Я бросила тонкости — дипломатия никогда не была моей сильной стороной.
— Ты мое дело читал? — спросила я недоверчиво. Пусть Круг не все знает о моем происхождении, но одно там известно точно: ни один клан со мной ни о чем разговаривать не будет.
Ликантропия редко передается внутриутробно, а когда такое происходит, ребенок обычно не выживает. Обычно детей клана заражают родители в возрасте пяти-шести лет, когда организм достаточно окрепнет, чтобы вынести перемену. Но моя мать, хотя и принадлежала к одному из высших классов, где традиция почиталась чуть ли не религией, отказалась. Предводители клана решили, что это влияние мужа, и заметили, что если мать не уступит, я не буду должным образом социализирована — всегда останусь чужаком, отличающимся от других.
Она им не сказала, что это и так будет.
Я была рождена с невр-синдромом — он так назван по древнему славянскому племени невров, которые якобы умели перекидываться волками.
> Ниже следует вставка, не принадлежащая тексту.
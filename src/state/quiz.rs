//! Gamified quiz progression: scoring, rewards, and completion.

#[cfg(test)]
#[path = "quiz_test.rs"]
mod quiz_test;

use crate::catalog::QuizQuestion;

/// Position and results of one quiz run.
#[derive(Clone, Debug, Default, PartialEq, Eq)]
pub struct QuizState {
    /// Index of the question currently shown.
    pub current: usize,
    pub score: usize,
    /// One reward per correctly answered question.
    pub rewards: Vec<String>,
    pub completed: bool,
}

impl QuizState {
    #[must_use]
    pub fn new() -> Self {
        Self::default()
    }

    /// Answer the current question and advance, completing after the last one.
    pub fn answer(&mut self, questions: &[QuizQuestion], choice: &str) {
        if self.completed {
            return;
        }
        let Some(question) = questions.get(self.current) else {
            self.completed = true;
            return;
        };
        if choice == question.answer {
            self.score += 1;
            self.rewards.push(format!("🏆 Reward for Question {}", self.current + 1));
        }
        if self.current + 1 < questions.len() {
            self.current += 1;
        } else {
            self.completed = true;
        }
    }

    /// Share of questions answered, as a 0-100 bar width.
    #[must_use]
    #[allow(clippy::cast_precision_loss)]
    pub fn progress_percent(&self, total: usize) -> f64 {
        if total == 0 {
            return 0.0;
        }
        let answered = if self.completed { total } else { self.current };
        (answered as f64 / total as f64) * 100.0
    }

    /// Reset to a fresh run.
    pub fn restart(&mut self) {
        *self = Self::default();
    }
}
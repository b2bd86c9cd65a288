//! Application shell: router, head metadata, and shared context.
//!
//! SYSTEM CONTEXT
//! ==============
//! `App` provides the API client to the whole tree and maps routes onto
//! pages. Pages own all interactive state; the client is the only piece of
//! global context.

use leptos::prelude::*;
use leptos_meta::{Title, provide_meta_context};
use leptos_router::components::{Route, Router, Routes};
use leptos_router::path;

use crate::net::api::{ApiClient, ApiConfig};
use crate::pages::home::HomePage;
use crate::pages::start_learning::StartLearningPage;
use crate::pages::tutor::TutorPage;

/// Root component wiring routes and shared context.
#[component]
pub fn App() -> impl IntoView {
    provide_meta_context();
    provide_context(ApiClient::new(ApiConfig::from_document()));

    view! {
        <Title text="CourseCraft" />
        <Router>
            <main class="app">
                <Routes fallback=|| view! { <p class="app__missing">"Page not found."</p> }>
                    <Route path=path!("/") view=HomePage />
                    <Route path=path!("/start-learning") view=StartLearningPage />
                    <Route path=path!("/tutor") view=TutorPage />
                </Routes>
            </main>
        </Router>
    }
}
//! Checkbox picker for career skills.
//!
//! DESIGN
//! ======
//! Selections are drafted locally and only reach the wizard when the user
//! confirms with "Show Learning Path". Leaving the stage before confirming
//! therefore discards the draft along with the rest of the stage state.

use std::collections::HashSet;

use leptos::prelude::*;

use crate::util::expand::toggle_member;

/// Skill checklist with a confirm button.
///
/// `on_selected` receives the draft set when the user confirms.
#[component]
pub fn SkillSelection(
    skills: &'static [&'static str],
    on_selected: Callback<HashSet<String>>,
) -> impl IntoView {
    let draft = RwSignal::new(HashSet::<String>::new());

    view! {
        <div class="skill-select">
            <h3 class="skill-select__title">"Select Skills"</h3>
            <div class="skill-select__list">
                {skills
                    .iter()
                    .map(|skill| {
                        let name = (*skill).to_owned();
                        let check_name = name.clone();
                        view! {
                            <label class="skill-select__item">
                                <input
                                    type="checkbox"
                                    prop:checked=move || draft.get().contains(&check_name)
                                    on:change={
                                        let name = name.clone();
                                        move |_| draft.update(|set| toggle_member(set, name.clone()))
                                    }
                                />
                                <span class="skill-select__name">{*skill}</span>
                            </label>
                        }
                    })
                    .collect::<Vec<_>>()}
            </div>
            <button
                class="btn btn--primary skill-select__submit"
                on:click=move |_| on_selected.run(draft.get())
            >
                "Show Learning Path"
            </button>
        </div>
    }
}
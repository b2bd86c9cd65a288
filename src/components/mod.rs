//! Reusable UI component modules.
//!
//! SYSTEM CONTEXT
//! ==============
//! Components render conversation and wizard surfaces while reading/writing
//! shared state from Leptos context providers and page-owned signals.

pub mod catalog_browser;
pub mod chat_panel;
pub mod chatbot;
pub mod flow_chart;
pub mod performance_panel;
pub mod quiz;
pub mod rewards;
pub mod skill_selection;
pub mod teaching_resources;
pub mod topic_grid;
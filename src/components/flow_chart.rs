//! Ordered learning-path chain for the selected career skills.
//!
//! DESIGN
//! ======
//! The path is a straight chain rendered top to bottom: the first skill is
//! the entry node and every edge connects one skill to the next. No layout
//! engine is involved; the chain shape makes positions trivial.

#[cfg(test)]
#[path = "flow_chart_test.rs"]
mod flow_chart_test;

use leptos::prelude::*;

/// Directed edges between consecutive skills, starting at the first one.
fn chain_edges(skills: &[String]) -> Vec<(String, String)> {
    skills
        .windows(2)
        .map(|pair| (pair[0].clone(), pair[1].clone()))
        .collect()
}

/// Vertical chain of skill nodes joined by arrows.
#[component]
pub fn FlowChart(skills: Vec<String>) -> impl IntoView {
    view! {
        <div class="flow-chart">
            {match skills.first() {
                None => view! { <p class="flow-chart__empty">"No skills selected"</p> }.into_any(),
                Some(first) => {
                    let first = first.clone();
                    let rest = chain_edges(&skills)
                        .into_iter()
                        .map(|(_, target)| {
                            view! {
                                <div class="flow-chart__edge" aria-hidden="true">"↓"</div>
                                <div class="flow-chart__node">{target}</div>
                            }
                        })
                        .collect::<Vec<_>>();
                    view! {
                        <div class="flow-chart__node">{first}</div>
                        {rest}
                    }
                        .into_any()
                }
            }}
        </div>
    }
}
Горький юмор здесь в том, что носитель этого синдрома превращаться-то и не способен. Такое иногда бывает, когда мать — вервольф, а отец — нет; почему, собственно, женщинам-вервольфам категорически не рекомендуется замужество вне клана. По сути говоря, этот синдром — стертая форма ликантропии, дающая своему носителю иммунитет от полного заболевания.
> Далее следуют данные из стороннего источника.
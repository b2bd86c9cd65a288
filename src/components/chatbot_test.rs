use super::{FALLBACK_REPLY, canned_reply};

#[test]
fn known_questions_get_canned_answers() {
    assert_eq!(
        canned_reply("I need help with lesson planning"),
        "You can check out resources on Edutopia for lesson planning ideas."
    );
    assert_eq!(
        canned_reply("What tools can I use for assessments?"),
        "Coursera offers courses on assessment tools and techniques."
    );
}

#[test]
fn unknown_question_gets_fallback() {
    assert_eq!(canned_reply("What is Rust?"), FALLBACK_REPLY);
}

#[test]
fn lookup_is_exact_match() {
    // Even near-misses fall through; there is no fuzzy matching.
    assert_eq!(canned_reply("i need help with lesson planning"), FALLBACK_REPLY);
    assert_eq!(canned_reply("I need help with lesson planning "), FALLBACK_REPLY);
}
use super::*;

// =============================================================
// Embedded asset
// =============================================================

#[test]
fn embedded_catalog_parses() {
    let sections = parse_catalog(CATALOG_JSON).unwrap();
    assert!(!sections.is_empty());
}

#[test]
fn embedded_catalog_starts_with_fundamentals() {
    let sections = sections();
    assert_eq!(sections[0].title, "Fundamentals");
    let keys: Vec<&str> = sections[0].entries.iter().map(|e| e.key.as_str()).collect();
    assert_eq!(keys, vec!["HTML", "CSS", "JavaScript", "Accessibility"]);
}

#[test]
fn embedded_catalog_accessors_share_one_copy() {
    let a = sections().as_ptr();
    let b = sections().as_ptr();
    assert_eq!(a, b);
}

// =============================================================
// Topic normalization
// =============================================================

fn parse_one_entry(topics_json: &str) -> ContentEntry {
    let json = format!(
        r#"{{"sections":[{{"title":"S","content":[{{"key":"K","description":"d","topics":{topics_json}}}]}}]}}"#
    );
    let mut sections = parse_catalog(&json).unwrap();
    sections.remove(0).entries.remove(0)
}

#[test]
fn bare_string_topic_normalizes_to_title_only() {
    let entry = parse_one_entry(r#"["HTTPS"]"#);
    assert_eq!(entry.topics.len(), 1);
    assert_eq!(entry.topics[0].title, "HTTPS");
    assert_eq!(entry.topics[0].description, None);
    assert!(entry.topics[0].links.is_empty());
}

#[test]
fn titled_topic_with_url_gains_a_self_named_link() {
    let entry = parse_one_entry(r#"[{"title":"Flex","description":"layout","url":"https://x.test/flex"}]"#);
    let topic = &entry.topics[0];
    assert_eq!(topic.title, "Flex");
    assert_eq!(topic.description.as_deref(), Some("layout"));
    assert_eq!(topic.links.len(), 1);
    assert_eq!(topic.links[0].name, "Flex");
    assert_eq!(topic.links[0].url, "https://x.test/flex");
}

#[test]
fn name_keyed_topic_is_accepted() {
    let entry = parse_one_entry(r#"[{"name":"ARIA","description":"roles","url":"https://x.test/aria"}]"#);
    assert_eq!(entry.topics[0].title, "ARIA");
}

#[test]
fn resource_list_topic_keeps_all_links() {
    let entry = parse_one_entry(
        r#"[{"title":"Forms","description":"input","resources":[{"name":"A","url":"https://a.test"},{"name":"B","url":"https://b.test"}]}]"#,
    );
    let topic = &entry.topics[0];
    assert_eq!(topic.links.len(), 2);
    assert_eq!(topic.links[0].name, "A");
    assert_eq!(topic.links[1].name, "B");
}

#[test]
fn url_link_precedes_resource_links() {
    let entry = parse_one_entry(
        r#"[{"title":"T","url":"https://primary.test","resources":[{"name":"Extra","url":"https://extra.test"}]}]"#,
    );
    let topic = &entry.topics[0];
    assert_eq!(topic.links[0].url, "https://primary.test");
    assert_eq!(topic.links[1].url, "https://extra.test");
}

#[test]
fn mixed_topic_shapes_coexist_in_one_entry() {
    let entry = parse_one_entry(r#"["Plain", {"title":"Rich","url":"https://r.test"}]"#);
    assert_eq!(entry.topics.len(), 2);
    assert!(entry.topics[0].links.is_empty());
    assert_eq!(entry.topics[1].links.len(), 1);
}

#[test]
fn invalid_catalog_json_is_an_error() {
    assert!(parse_catalog("{\"sections\": 3}").is_err());
}

// =============================================================
// Real-data spot checks
// =============================================================

#[test]
fn security_topics_are_bare_strings() {
    let security = sections().iter().find(|s| s.title == "Security").unwrap();
    let topics = &security.entries[0].topics;
    assert_eq!(topics.len(), 6);
    assert!(topics.iter().all(|t| t.description.is_none() && t.links.is_empty()));
}

#[test]
fn accessibility_topics_survive_name_keying() {
    let fundamentals = sections().iter().find(|s| s.title == "Fundamentals").unwrap();
    let accessibility = fundamentals.entries.iter().find(|e| e.key == "Accessibility").unwrap();
    assert_eq!(accessibility.topics.len(), 12);
    assert_eq!(accessibility.topics[0].title, "The Why of Accessibility");
    assert_eq!(accessibility.topics[0].links.len(), 1);
}

#[test]
fn html_topics_keep_their_resource_lists() {
    let fundamentals = sections().iter().find(|s| s.title == "Fundamentals").unwrap();
    let html = fundamentals.entries.iter().find(|e| e.key == "HTML").unwrap();
    let basic_tags = html.topics.iter().find(|t| t.title == "Basic Tags").unwrap();
    assert_eq!(basic_tags.links.len(), 3);
}
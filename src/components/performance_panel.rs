//! Student performance panel rendered as horizontal score bars.

#[cfg(test)]
#[path = "performance_panel_test.rs"]
mod performance_panel_test;

use leptos::prelude::*;

use crate::catalog::StudentScore;

/// Bar width for a score, clamped to the 0-100 track.
fn bar_width(score: u32) -> u32 {
    score.min(100)
}

/// Per-student score bars for the monitoring view.
#[component]
pub fn PerformancePanel(scores: Vec<StudentScore>) -> impl IntoView {
    view! {
        <div class="performance">
            <h3 class="performance__title">"Student Performance Dashboard"</h3>
            <div class="performance__rows">
                {scores
                    .iter()
                    .map(|student| {
                        let width = format!("{}%", bar_width(student.score));
                        view! {
                            <div class="performance__row">
                                <span class="performance__name">{student.name}</span>
                                <div class="performance__track">
                                    <div class="performance__bar" style:width=width></div>
                                </div>
                                <span class="performance__score">{student.score}</span>
                            </div>
                        }
                    })
                    .collect::<Vec<_>>()}
            </div>
        </div>
    }
}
Невр-синдром — главный предмет беспокойства кланов. В высших кланах браки обычно заключаются в пределах клана, предпочитающего увеличивать свои ряды размножением, а не «обращением» людей, которые ничего в культуре или иерархии оборотней не понимают. Но кланы попроще не так щепетильны, особенно если война или кровная месть сильно проредит их ряды. Если невр-синдром попадет в мейнстрим, то обращение людей будет все более и более затруднительным, потому что иммунитет разойдется эпидемией. По сей причине традиция предписывает, чтобы младенцы, родившиеся с этой «аберрацией», уничтожались на месте.